{I beg your pardon for being a bit behind in blogging all this.}
1 Corinthians 11:23-26
23 For I received from the Lord what I also handed on to you,
that the Lord Jesus on the night when he was betrayed took a loaf of bread, 24 and
when he had given thanks, he broke it and said, "This is my body that is
for you. Do this in remembrance of me." 25 In
the same way he took the cup also, after supper, saying, "This cup is the
new covenant in my blood. Do this, as often as you drink it, in remembrance of
me." 26 For
as often as you eat this bread and drink the cup, you proclaim the Lord's death
until he comes.
For as often as you eat this bread and drink the cup, you proclaim
the Lord's death until he comes.
·
Sometimes the greatest thing that
families and other groups can do is eat together. Those meals show hospitality
and care and the desire to be together.
·
The celebration of the Jewish Passover
involves a meal called the Seder. In
that meal, all those present remember the meal eaten “hurriedly” before the
passing over of the Lord’s angel which led to the freedom of the people of
Israel.
·
As this meal begins, the youngest
person in the room asks “How is this night different from other nights?” In
answer, the story of the Exodus is told again and the meal is eaten as a way of
remembering what has gone before.
·
For the Jewish people, the memory of
the Exodus is more than a memorial of what has gone before. As they understand it,
the Exodus from Egypt is an event that is not simply past history, but an event
in with they are included, an event that happened to them. They know
they were not personally present at that first Seder meal or the crossing of
the Red Sea, but in the presence of their now distant ancestors and the
heritage they share with them, they were there. The meal does more than remind
them of what had happened to others; the meal reminds them of what has happened
TO THEM. Each person is part of the entire history of the people.
·
This may be hard for us to understand.
We often see history as something past and left behind. To think that we are
somehow present to a different time and place is not something most of us are
willing to accept.
·
We will have to change our mind set a
bit. We will have to see ourselves as a people rather than a collection of
individuals, randomly sitting together in the same time and place. We are a
people because we are all called by and in the grace of God. When we gather on
this night to pray and sing and listen and eat together we are here with each
other and with the One who as called us together.
·
We are also here with all those who
have been called by God’s grace, no matter where or when. What we do tonight,
we do in remembrance of the Lord Jesus who called his disciples together and
took bread and wine and gave them a sign of his enduring presence for their
strength and their comfort of heart, no matter what was going on around them.
·
We don’t simply reenact the meal in
the upper room. In an extraordinary way, this IS the meal in the upper room.
·
Our food may be simple, the bread and
the wine drawn from our world around us. The Word of God makes this simple meal
different, just as it has made our lives different.
·
When we gather like this, each and
every time we proclaim the Lord’s death until he comes. We proclaim his being
“handed over” as part of God’s plan to grace us with salvation through Jesus’

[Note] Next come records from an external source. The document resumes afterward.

//! Fixed-column field extraction for origin and magnitude rows.
//!
//! Column ranges are 0-based, end-exclusive character positions. Blank
//! numeric fields decode to `None`.

use std::ops::Range;
use std::str::FromStr;

use chrono::{NaiveDate, NaiveDateTime, NaiveTime};
use emsr_catalogue::{AnalysisType, LocationMethod, Origin};

use crate::error::IsfError;
use crate::line::{MEASURE_UNKNOWN_SCALE, char_columns};

/// Scale label given to magnitudes whose scale column is blank.
pub const UNKNOWN_SCALE: &str = "unknown";

const DATE: Range<usize> = 0..10;
const TIME: Range<usize> = 11..22;
const TIME_ERROR: Range<usize> = 24..29;
const TIME_RMS: Range<usize> = 30..35;
const LATITUDE: Range<usize> = 36..44;
const LONGITUDE: Range<usize> = 45..54;
const SEMI_MAJOR: Range<usize> = 56..61;
const SEMI_MINOR: Range<usize> = 62..67;
const ERROR_AZIMUTH: Range<usize> = 68..71;
const DEPTH: Range<usize> = 71..76;
const DEPTH_ERROR: Range<usize> = 78..82;
const PHASES: Range<usize> = 83..87;
const STATIONS: Range<usize> = 88..92;
const GAP: Range<usize> = 93..96;
const MIN_DISTANCE: Range<usize> = 97..103;
const MAX_DISTANCE: Range<usize> = 104..110;
const ANALYSIS_TYPE: usize = 111;
const LOCATION_METHOD: usize = 113;
const EVENT_TYPE: Range<usize> = 115..117;
const ORIGIN_AUTHOR: Range<usize> = 118..127;
const ORIGIN_ID: Range<usize> = 128..136;

const MAG_SCALE: Range<usize> = 0..5;
const MAG_VALUE: Range<usize> = 6..10;
const MAG_ERROR: Range<usize> = 11..14;
const MAG_STATIONS: Range<usize> = 15..19;
const MAG_AUTHOR: Range<usize> = 20..29;
const MAG_ORIGIN_ID: Range<usize> = 30..38;

/// A decoded magnitude row, not yet linked to its origin.
#[derive(Debug, Clone, PartialEq)]
pub struct MeasureRecord {
    pub scale: String,
    pub value: f64,
    pub standard_error: Option<f64>,
    pub stations: Option<u32>,
    pub author: String,
    pub origin_key: String,
}

fn column(line: &str, range: Range<usize>) -> &str {
    char_columns(line, range).unwrap_or("").trim()
}

fn flag(line: &str, at: usize) -> Option<char> {
    line.chars().nth(at).filter(|c| !c.is_whitespace())
}

fn optional<T: FromStr>(
    line: &str,
    range: Range<usize>,
    field: &'static str,
    line_no: usize,
) -> Result<Option<T>, IsfError> {
    let raw = column(line, range);
    if raw.is_empty() {
        return Ok(None);
    }
    raw.parse().map(Some).map_err(|_| IsfError::InvalidField {
        line: line_no,
        field,
        value: raw.to_string(),
    })
}

fn required<T: FromStr>(
    line: &str,
    range: Range<usize>,
    field: &'static str,
    line_no: usize,
) -> Result<T, IsfError> {
    optional(line, range.clone(), field, line_no)?.ok_or_else(|| IsfError::InvalidField {
        line: line_no,
        field,
        value: column(line, range).to_string(),
    })
}

fn origin_time(line: &str, line_no: usize) -> Result<NaiveDateTime, IsfError> {
    let date_raw = column(line, DATE);
    let date = NaiveDate::parse_from_str(date_raw, "%Y/%m/%d").map_err(|_| {
        IsfError::InvalidField {
            line: line_no,
            field: "date",
            value: date_raw.to_string(),
        }
    })?;
    let time_raw = column(line, TIME);
    let time = NaiveTime::parse_from_str(time_raw, "%H:%M:%S%.f").map_err(|_| {
        IsfError::InvalidField {
            line: line_no,
            field: "time",
            value: time_raw.to_string(),
        }
    })?;
    Ok(date.and_time(time))
}

/// Decodes a 136-character origin row belonging to `event_key`.
///
/// # Errors
///
/// [`IsfError::InvalidField`] if the date, time or position cannot be
/// decoded, or a non-blank numeric field is not a number.
pub fn parse_origin_block(line: &str, event_key: &str, line_no: usize) -> Result<Origin, IsfError> {
    let time = origin_time(line, line_no)?.and_utc();
    let latitude: f64 = required(line, LATITUDE, "latitude", line_no)?;
    let longitude: f64 = required(line, LONGITUDE, "longitude", line_no)?;
    let source_key = column(line, ORIGIN_ID);
    if source_key.is_empty() {
        return Err(IsfError::InvalidField {
            line: line_no,
            field: "origin id",
            value: String::new(),
        });
    }

    let mut origin = Origin::new(
        source_key,
        event_key,
        time,
        latitude,
        longitude,
        column(line, ORIGIN_AUTHOR),
    );
    origin.time_error = optional(line, TIME_ERROR, "time error", line_no)?;
    origin.time_rms = optional(line, TIME_RMS, "time rms", line_no)?;
    origin.semi_major_90 = optional(line, SEMI_MAJOR, "semi-major axis", line_no)?;
    origin.semi_minor_90 = optional(line, SEMI_MINOR, "semi-minor axis", line_no)?;
    origin.error_azimuth = optional(line, ERROR_AZIMUTH, "error azimuth", line_no)?;
    origin.depth = optional(line, DEPTH, "depth", line_no)?;
    origin.depth_error = optional(line, DEPTH_ERROR, "depth error", line_no)?;
    origin.phases = optional(line, PHASES, "defining phases", line_no)?;
    origin.stations = optional(line, STATIONS, "defining stations", line_no)?;
    origin.azimuth_gap = optional(line, GAP, "azimuthal gap", line_no)?;
    origin.min_distance = optional(line, MIN_DISTANCE, "min distance", line_no)?;
    origin.max_distance = optional(line, MAX_DISTANCE, "max distance", line_no)?;
    origin.analysis_type = flag(line, ANALYSIS_TYPE).and_then(AnalysisType::from_code);
    origin.location_method = flag(line, LOCATION_METHOD).and_then(LocationMethod::from_code);
    let event_type = column(line, EVENT_TYPE);
    origin.event_type = (!event_type.is_empty()).then(|| event_type.to_string());
    Ok(origin)
}

/// Decodes a magnitude row.
///
/// Rows with a blank scale column are decoded leniently (whitespace
/// separated) and get the [`UNKNOWN_SCALE`] label.
///
/// # Errors
///
/// [`IsfError::InvalidField`] if the value is missing or a numeric field
/// cannot be decoded.
pub fn parse_measure_block(line: &str, line_no: usize) -> Result<MeasureRecord, IsfError> {
    let scale = column(line, MAG_SCALE);
    if scale.is_empty() {
        return parse_unknown_scale(line, line_no);
    }
    let author = column(line, MAG_AUTHOR);
    let origin_key = column(line, MAG_ORIGIN_ID);
    if origin_key.is_empty() {
        return Err(IsfError::InvalidField {
            line: line_no,
            field: "origin id",
            value: String::new(),
        });
    }
    Ok(MeasureRecord {
        scale: scale.to_string(),
        value: required(line, MAG_VALUE, "magnitude", line_no)?,
        standard_error: optional(line, MAG_ERROR, "magnitude error", line_no)?,
        stations: optional(line, MAG_STATIONS, "magnitude stations", line_no)?,
        author: author.to_string(),
        origin_key: origin_key.to_string(),
    })
}

fn parse_unknown_scale(line: &str, line_no: usize) -> Result<MeasureRecord, IsfError> {
    let caps = MEASURE_UNKNOWN_SCALE
        .captures(line)
        .ok_or_else(|| IsfError::InvalidField {
            line: line_no,
            field: "magnitude",
            value: line.trim().to_string(),
        })?;
    let number = |name: &'static str, field: &'static str| -> Result<Option<f64>, IsfError> {
        caps.name(name)
            .map(|m| {
                m.as_str().parse().map_err(|_| IsfError::InvalidField {
                    line: line_no,
                    field,
                    value: m.as_str().to_string(),
                })
            })
            .transpose()
    };
    let value = number("value", "magnitude")?.ok_or_else(|| IsfError::InvalidField {
        line: line_no,
        field: "magnitude",
        value: String::new(),
    })?;
    let stations = caps
        .name("stations")
        .map(|m| {
            m.as_str().parse().map_err(|_| IsfError::InvalidField {
                line: line_no,
                field: "magnitude stations",
                value: m.as_str().to_string(),
            })
        })
        .transpose()?;
    Ok(MeasureRecord {
        scale: UNKNOWN_SCALE.to_string(),
        value,
        standard_error: number("error", "magnitude error")?,
        stations,
        author: caps["author"].to_string(),
        origin_key: caps["origin"].to_string(),
    })
}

death. In the grace of God, every time we eat this bread and drink this cup, we
actually participate in the death of Christ.
·
We don’t stand at the shore of the Red
Sea as our Jewish sisters and brothers do when the story of the Exodus is told.
However, we are present and eat at the table where Jesus took bread and took
wine and gave his very self for our salvation.
·
We gather as a people, redeemed at
great cost. We gather as a family, called together to remember so much that the
memory shapes our lives. We are no longer alone; we are with each other. God is
with us.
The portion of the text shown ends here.